@MedRedDad tweets, "I'm surprised to see $MNKD holding so well above $3.50. Any chance mgmt tries to squeeze in an offering pre-FDA meeting?"
Joan B. emails, "Hey Adam, now that there is nothing left for Transcept Pharmaceuticals(TSPT) but to wait for the FDA decision on July 14, 2011, you don't need to write at length about it, I just want to know your odds about its approval knowing that all the information about Intermezzo is out, come on just state for the record your odds on this one." You want a number? OK, I say Intermezzo, the middle-of-the-night sleeping pill, has a 65% chance of being approved on July 14. I might be willing to pump up that probability to 70-75% except the middle-of-the-night dosing -- a method of administration for a sleeping pill never before approved by FDA -- adds another level of risk. Transcept appears to have compiled all the data needed to respond to FDA concerns raised last year. That's comforting, but then, this is the safety-crazy, reverse-course, goalpost-moving FDA we're talking about, so really, anything can happen.

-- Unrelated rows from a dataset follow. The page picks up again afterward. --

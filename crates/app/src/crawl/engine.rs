use std::sync::Arc;
use std::time::Duration;

use rand::Rng;
use reqwest::header::HeaderMap;
use thiserror::Error;
use tokio::sync::mpsc::UnboundedSender;
use tracing::{debug, info, warn};

use super::api::CommentApi;
use super::events::{CancelHandle, CrawlEvent};
use super::extract::build_comment;
use crate::credentials::{build_headers, CredentialError, CredentialManager};
use harvest_core::types::video_ref::VideoRef;
use harvest_infra::bilibili::{ReplyPage, VideoInfo};
use harvest_infra::db::{upsert_comment, DbPool};

#[derive(Debug, Error)]
pub enum CrawlError {
    #[error("no valid credential stored")]
    CredentialInvalid,
    #[error("page budget must be at least 1")]
    InvalidPageBudget,
    #[error("no BV or av identifier in {url}")]
    InvalidReference { url: String },
    #[error("could not resolve {video}: {message}")]
    ResolutionFailed { video: String, message: String },
    #[error("credential error: {0}")]
    Credentials(#[from] CredentialError),
}

impl CrawlError {
    pub fn stage(&self) -> &'static str {
        match self {
            CrawlError::CredentialInvalid
            | CrawlError::InvalidPageBudget
            | CrawlError::Credentials(_) => "prestart",
            CrawlError::InvalidReference { .. } | CrawlError::ResolutionFailed { .. } => "resolve",
        }
    }
}

#[derive(Debug, Clone, Copy)]
pub struct Pacing {
    min: Duration,
    max: Duration,
}

impl Pacing {
    pub fn new(min: Duration, max: Duration) -> Self {
        Self {
            min,
            max: max.max(min),
        }
    }

    pub fn none() -> Self {
        Self::new(Duration::ZERO, Duration::ZERO)
    }

    pub fn pick(&self) -> Duration {
        if self.max <= self.min {
            return self.min;
        }
        rand::thread_rng().gen_range(self.min..=self.max)
    }
}

#[derive(Debug, Clone)]
pub struct CrawlRequest {
    pub url: String,
    pub max_pages: u32,
}

#[derive(Debug)]
pub struct PreparedCrawl {
    url: String,
    max_pages: u32,
    headers: HeaderMap,
}

impl PreparedCrawl {
    pub fn url(&self) -> &str {
        &self.url
    }

    pub fn max_pages(&self) -> u32 {
        self.max_pages
    }
}

#[derive(Debug, Clone, PartialEq, Eq)]
pub struct CrawlSummary {
    pub video_id: String,
    pub aid: u64,
    pub title: String,
    pub total_ingested: usize,
    pub pages_fetched: u32,
}

#[derive(Debug)]
pub enum CrawlOutcome {
    Completed(CrawlSummary),
    Failed(CrawlError),
    Cancelled { ingested: usize },
}

pub struct CrawlEngine<A> {
    api: A,
    pool: DbPool,
    credentials: Arc<CredentialManager>,
    pacing: Pacing,
}

impl<A: CommentApi> CrawlEngine<A> {
    pub fn new(api: A, pool: DbPool, credentials: Arc<CredentialManager>, pacing: Pacing) -> Self {
        Self {
            api,
            pool,
            credentials,
            pacing,
        }
    }

    pub fn api(&self) -> &A {
        &self.api
    }

    pub async fn prepare(&self, request: CrawlRequest) -> Result<PreparedCrawl, CrawlError> {
        let active = self
            .credentials
            .current_valid()
            .await?
            .ok_or(CrawlError::CredentialInvalid)?;
        if request.max_pages == 0 {
            return Err(CrawlError::InvalidPageBudget);
        }
        if active.needs_refresh {
            warn!(expires_at = %active.expires_at, "credential expires soon");
        }
        Ok(PreparedCrawl {
            url: request.url,
            max_pages: request.max_pages,
            headers: build_headers(Some(&active.token)),
        })
    }

    pub async fn run(
        &self,
        request: CrawlRequest,
        events: &UnboundedSender<CrawlEvent>,
        cancel: &CancelHandle,
    ) -> Result<CrawlOutcome, CrawlError> {
        let prepared = self.prepare(request).await?;
        Ok(self.execute(prepared, events, cancel).await)
    }

    pub async fn execute(
        &self,
        prepared: PreparedCrawl,
        events: &UnboundedSender<CrawlEvent>,
        cancel: &CancelHandle,
    ) -> CrawlOutcome {
        let video = match VideoRef::from_url(&prepared.url) {
            Ok(video) => video,
            Err(_) => {
                return fail(
                    events,
                    CrawlError::InvalidReference {
                        url: prepared.url.clone(),
                    },
                );
            }
        };
        let info = match self.resolve(&video, &prepared.headers).await {
            Ok(info) => info,
            Err(err) => return fail(events, err),
        };
        let video_id = video.to_string();
        info!(%video_id, aid = info.aid, title = %info.title, "video resolved");
        emit(
            events,
            CrawlEvent::Resolved {
                video_id: video_id.clone(),
                aid: info.aid,
                title: info.title.clone(),
            },
        );

        let mut ingested = 0;
        let mut pages_fetched = 0;
        for page in 1..=prepared.max_pages {
            if cancel.is_cancelled() {
                return cancelled(events, ingested);
            }
            emit(events, CrawlEvent::PageStarted { page });
            match self.api.fetch_page(info.aid, page, &prepared.headers).await {
                Err(err) => {
                    warn!(page, error = %err, "page fetch failed");
                    emit(
                        events,
                        CrawlEvent::PageFailed {
                            page,
                            message: err.to_string(),
                        },
                    );
                }
                Ok(Err(status)) => {
                    info!(page, code = status.code, message = %status.message, "remote stopped paging");
                    emit(
                        events,
                        CrawlEvent::RemoteStopped {
                            page,
                            code: status.code,
                            message: status.message,
                        },
                    );
                    break;
                }
                Ok(Ok(reply_page)) => {
                    pages_fetched += 1;
                    if reply_page.replies.is_empty() && reply_page.skipped == 0 {
                        info!(page, "no more comments");
                        emit(events, CrawlEvent::Exhausted { page });
                        break;
                    }
                    ingested += self
                        .ingest_page(&reply_page, page, &video_id, &info.title, events)
                        .await;
                }
            }
            if page < prepared.max_pages {
                if cancel.is_cancelled() {
                    return cancelled(events, ingested);
                }
                let delay = self.pacing.pick();
                debug!(page, delay_ms = delay.as_millis() as u64, "pacing");
                tokio::select! {
                    _ = tokio::time::sleep(delay) => {}
                    _ = cancel.cancelled() => return cancelled(events, ingested),
                }
            }
        }

        let summary = CrawlSummary {
            video_id,
            aid: info.aid,
            title: info.title,
            total_ingested: ingested,
            pages_fetched,
        };
        info!(
            video_id = %summary.video_id,
            total = summary.total_ingested,
            pages = summary.pages_fetched,
            "crawl completed"
        );
        emit(
            events,
            CrawlEvent::Completed {
                video_id: summary.video_id.clone(),
                aid: summary.aid,
                title: summary.title.clone(),
                total_ingested: summary.total_ingested,
            },
        );
        CrawlOutcome::Completed(summary)
    }

    async fn resolve(&self, video: &VideoRef, headers: &HeaderMap) -> Result<VideoInfo, CrawlError> {
        match self.api.resolve_video(video, headers).await {
            Ok(Ok(info)) => Ok(info),
            Ok(Err(status)) => Err(CrawlError::ResolutionFailed {
                video: video.to_string(),
                message: status.message,
            }),
            Err(err) => Err(CrawlError::ResolutionFailed {
                video: video.to_string(),
                message: err.to_string(),
            }),
        }
    }

    async fn ingest_page(
        &self,
        reply_page: &ReplyPage,
        page: u32,
        video_id: &str,
        title: &str,
        events: &UnboundedSender<CrawlEvent>,
    ) -> usize {
        let mut stored = 0;
        for item in &reply_page.replies {
            let comment = build_comment(item, video_id, title);
            match upsert_comment(&self.pool, &comment).await {
                Ok(outcome) => {
                    stored += 1;
                    emit(
                        events,
                        CrawlEvent::CommentIngested {
                            page,
                            comment_id: comment.comment_id,
                            outcome,
                        },
                    );
                }
                Err(err) => {
                    warn!(page, comment_id = %comment.comment_id, error = %err, "comment upsert failed");
                    emit(
                        events,
                        CrawlEvent::CommentFailed {
                            page,
                            comment_id: comment.comment_id,
                            message: err.to_string(),
                        },
                    );
                }
            }
        }
        info!(page, stored, skipped = reply_page.skipped, "page ingested");
        emit(
            events,
            CrawlEvent::PageCompleted {
                page,
                comments: reply_page.replies.len(),
            },
        );
        stored
    }
}

// A closed receiver must not stop the crawl.
fn emit(events: &UnboundedSender<CrawlEvent>, event: CrawlEvent) {
    let _ = events.send(event);
}

fn fail(events: &UnboundedSender<CrawlEvent>, err: CrawlError) -> CrawlOutcome {
    warn!(stage = err.stage(), error = %err, "crawl failed");
    emit(
        events,
        CrawlEvent::Failed {
            stage: err.stage(),
            message: err.to_string(),
        },
    );
    CrawlOutcome::Failed(err)
}

fn cancelled(events: &UnboundedSender<CrawlEvent>, ingested: usize) -> CrawlOutcome {
    info!(ingested, "crawl cancelled");
    emit(events, CrawlEvent::Cancelled { ingested });
    CrawlOutcome::Cancelled { ingested }
}
pub mod client;
pub mod wire;

pub use client::{ApiResult, BilibiliClient, BilibiliError, RemoteStatus, DEFAULT_API_BASE};
pub use wire::{NavInfo, ReplyContent, ReplyItem, ReplyMember, ReplyPage, VideoInfo};
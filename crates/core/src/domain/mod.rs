pub mod comments;
pub mod query;
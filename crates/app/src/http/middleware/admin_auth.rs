use axum::body::Body;
use axum::extract::State;
use axum::http::header::AUTHORIZATION;
use axum::http::{Request, StatusCode};
use axum::middleware::Next;
use axum::response::{IntoResponse, Response};
use axum::Json;
use thiserror::Error;

use crate::http::ErrorBody;
use crate::state::AppState;

#[derive(Debug, Error)]
pub enum AdminAuthError {
    #[error("admin token not configured; admin routes are loopback-only")]
    MissingConfig,
    #[error("admin token required")]
    MissingToken,
    #[error("admin token invalid")]
    InvalidToken,
}

pub async fn require_admin(
    State(state): State<AppState>,
    request: Request<Body>,
    next: Next,
) -> Result<Response, AdminAuthError> {
    let Some(expected) = state.config.admin_token.as_deref() else {
        if state.config.http_addr.ip().is_loopback() {
            return Ok(next.run(request).await);
        }
        return Err(AdminAuthError::MissingConfig);
    };
    let token = extract_bearer_token(&request).ok_or(AdminAuthError::MissingToken)?;
    if !tokens_match(expected, &token) {
        return Err(AdminAuthError::InvalidToken);
    }
    Ok(next.run(request).await)
}

fn extract_bearer_token<B>(request: &Request<B>) -> Option<String> {
    let header = request.headers().get(AUTHORIZATION)?.to_str().ok()?;
    let header = header.trim();
    let value = header.strip_prefix("Bearer ")?;
    let value = value.trim();
    if value.is_empty() {
        None
    } else {
        Some(value.to_string())
    }
}

fn tokens_match(expected: &str, given: &str) -> bool {
    if expected.len() != given.len() {
        return false;
    }
    expected
        .bytes()
        .zip(given.bytes())
        .fold(0u8, |acc, (a, b)| acc | (a ^ b))
        == 0
}

impl IntoResponse for AdminAuthError {
    fn into_response(self) -> Response {
        let status = match self {
            AdminAuthError::MissingConfig => StatusCode::SERVICE_UNAVAILABLE,
            AdminAuthError::MissingToken | AdminAuthError::InvalidToken => StatusCode::UNAUTHORIZED,
        };
        let body = Json(ErrorBody {
            error: self.to_string(),
        });
        (status, body).into_response()
    }
}
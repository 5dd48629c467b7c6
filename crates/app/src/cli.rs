use clap::{Args, Parser, Subcommand};

#[derive(Debug, Parser)]
#[command(author, version, about)]
pub struct Cli {
    #[command(subcommand)]
    pub command: Command,
}

#[derive(Debug, Subcommand)]
pub enum Command {
    #[command(about = "Crawl the comments of one video")]
    Crawl {
        #[arg(help = "Video URL or bare BV/av identifier")]
        url: String,
        #[arg(long, help = "Page budget; defaults to HARVEST_MAX_PAGES")]
        max_pages: Option<u32>,
    },
    #[command(about = "Manage the stored session cookie")]
    Cookie {
        #[command(subcommand)]
        action: CookieAction,
    },
    #[command(about = "List stored comments")]
    Query(QueryArgs),
    #[command(about = "Print store statistics")]
    Stats,
    #[command(about = "Delete every stored comment")]
    Clear {
        #[arg(long, default_value_t = false)]
        yes: bool,
    },
    #[command(about = "Write every comment to stdout as JSON lines")]
    Dump,
    #[command(about = "Run the HTTP API")]
    Serve,
}

#[derive(Debug, Subcommand)]
pub enum CookieAction {
    #[command(about = "Save a cookie string; reads stdin when omitted")]
    Set {
        token: Option<String>,
        #[arg(long)]
        ttl_days: Option<u32>,
    },
    Status,
    #[command(about = "Ask the remote API whether the session is still logged in")]
    Check,
    Clear,
    Purge,
}

#[derive(Debug, Args)]
pub struct QueryArgs {
    #[arg(long, default_value = "all")]
    pub filter: String,
    #[arg(long, short = 'q', default_value = "")]
    pub search: String,
    #[arg(long, default_value = "publish_time")]
    pub sort: String,
    #[arg(long, default_value = "desc")]
    pub order: String,
    #[arg(long, default_value_t = 20)]
    pub limit: i64,
    #[arg(long, default_value_t = 0)]
    pub offset: i64,
}
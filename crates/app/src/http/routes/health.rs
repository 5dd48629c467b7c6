use axum::extract::State;
use axum::Json;
use serde::Serialize;
use tracing::warn;

use crate::crawl::CrawlState;
use crate::state::AppState;
use harvest_infra::db::ping;

#[derive(Debug, Serialize)]
pub struct HealthResponse {
    pub status: &'static str,
    pub modules: HealthModules,
}

#[derive(Debug, Serialize)]
pub struct HealthModules {
    pub database: DatabaseStatus,
    pub credential: CredentialHealth,
    pub crawl: CrawlHealth,
}

#[derive(Debug, Serialize)]
pub struct DatabaseStatus {
    pub reachable: bool,
}

#[derive(Debug, Serialize)]
pub struct CredentialHealth {
    pub present: bool,
    pub needs_refresh: bool,
}

#[derive(Debug, Serialize)]
pub struct CrawlHealth {
    pub state: CrawlState,
}

pub async fn health(State(state): State<AppState>) -> Json<HealthResponse> {
    let reachable = match ping(&state.db).await {
        Ok(_) => true,
        Err(err) => {
            warn!(error = %err, "health db ping failed");
            false
        }
    };
    let credential = match state.credentials.status().await {
        Ok(status) => CredentialHealth {
            present: status.is_some(),
            needs_refresh: status.is_some_and(|status| status.needs_refresh),
        },
        Err(err) => {
            warn!(error = %err, "health credential lookup failed");
            CredentialHealth {
                present: false,
                needs_refresh: false,
            }
        }
    };
    let crawl_state = state.crawl.status().await.state;

    Json(HealthResponse {
        status: if reachable { "ok" } else { "degraded" },
        modules: HealthModules {
            database: DatabaseStatus { reachable },
            credential,
            crawl: CrawlHealth { state: crawl_state },
        },
    })
}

Mark B. knows how to rile me up, writing, "Adam, your favorite company just issued a letter to shareholders." Yes! The Cel-Sci (CVM - Get Report) shareholder letter, authored by CEO Geert Kersten and Chairman Maximilian de Clara, is an instant classic. Hey guys, any chance of getting a personalized copy? I'd love to frame it for my Biotech Wall of Shame. Geert and Max devote most of the letter discussing the phase III clinical trial of Multikine in head and neck cancer patients. "We have started the study in the U.S.," the men say. Yet, nowhere in the letter does it explicitly state that patient(s) have been enrolled and are receiving treatment. "Starting" the Multikine study is OK, but certainly not as important as enrolling real patients. Has that happened yet? If so, why can't Cel-Sci simply and directly inform investors? A quick check of ClinicalTrials.gov still shows just one medical center in the U.S. signed up to enroll patients in the Multikine study. Just one? No matter, say Geert and Max in their letter, because the phase III trial will "enroll patients from nine countries in three continents. This gives the data a lot of weight and allows us to apply for marketing approval in many places in the world."